Os cientistas afirmam que o aumento na intensidade e na frequência dos eventos extremos geram preocupação. “Uma grande seca em 2005, outra grande seca em 2010, pulando de um recorde de cheia antes em 2009. A pergunta é: o clima está ficando cada vez mais variável? Não podemos afirmar nada categoricamente, mas chama atenção. Quando a gente olha por registro histórico conhecido da amazônia, desde que existem medidas do Rio amazonas e Negro, não temos nenhuma sequência com tanta variabilidade. Mas isso ainda não nos permite dizer que o clima mudou na Amazônia, nós estamos prestando atenção, pra saber por que que o clima ficou tão variável nos últimos anos. Pode ser um acidente estatístico, ou não, pode ser uma manifestação precursora do tipo de variabilidade climática que a amazônia vai enfrentar no futuro”, disse o cientista Carlos Nobre, pesquisador do Instituto Nacional de Pesquisas Espaciais – INPE, em palestra realizada no dia 1o de julho de 2011 em Santarém.
Se para a ciência existem muitas dúvidas, elas também existem para as populações ribeirinhas. “Esperamos que essa seja uma das últimas enchentes, mas ninguém sabe o que vem por ai”, diz seu Antônio Soares. Dúvidas, mas também certezas de quem sofre as consequências das transformações do clima. “Com o tempo, houve uma mudança muito forte. Os verões estão ficando cada vez mais intensos. Com o pouco que água vaza, vai dificultando o transporte, e logo que o rio enche, a égua vem chegando cada vez mais forte. As casas precisam ser sempre mais altas”, comenta a professora Silvielane da Silva, moradora da comunidade de Carapanatuba, várzea de Santarém.

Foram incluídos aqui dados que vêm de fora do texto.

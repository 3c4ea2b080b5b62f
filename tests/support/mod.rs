//! Shared helpers for integration tests: snapshot fixtures and mock endpoints.

#![allow(dead_code)]

pub mod snapshot;
pub mod socket_guard;

use wiremock::matchers::{method, path};
use wiremock::{Mock, MockServer, ResponseTemplate};

pub const ASSET_PATH: &str = "/api/v5/AllPrintings.sqlite.bz2";
pub const CHECKSUM_PATH: &str = "/api/v5/AllPrintings.sqlite.bz2.sha256";

pub fn asset_url(server: &MockServer) -> String {
    format!("{}{ASSET_PATH}", server.uri())
}

pub fn checksum_url(server: &MockServer) -> String {
    format!("{}{CHECKSUM_PATH}", server.uri())
}

/// Serves `checksum` and `asset`; the asset must be requested exactly `asset_calls` times.
pub async fn mount_snapshot(server: &MockServer, checksum: &str, asset: Vec<u8>, asset_calls: u64) {
    Mock::given(method("GET"))
        .and(path(CHECKSUM_PATH))
        .respond_with(ResponseTemplate::new(200).set_body_string(checksum))
        .mount(server)
        .await;
    Mock::given(method("GET"))
        .and(path(ASSET_PATH))
        .respond_with(ResponseTemplate::new(200).set_body_bytes(asset))
        .expect(asset_calls)
        .mount(server)
        .await;
}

E assim, o “povo das águas” vai levando a vida, esperando que a água, fonte de vida, não se torne sinal de desespero. Seja no Rio Tapajós, como na ilha isolada no meio do Rio Amazonas, enquanto se espera que a ciência possa explicar, resta o sentido que deu nome à comunidade do seu Enéas Bruce, do início da reportagem: Valha-me Deus!
Esta produção é parte da ação do curso de especialização em Jornalismo Científico da UFOPA, na Semana Nacional de Ciência e Tecnologia, promovida pelo Ministério da Ciência e Tecnologia, no período de 17 a 23 de outubro de 2011, com o tema “Mudanças climáticas, desastres naturais e prevenção de riscos”.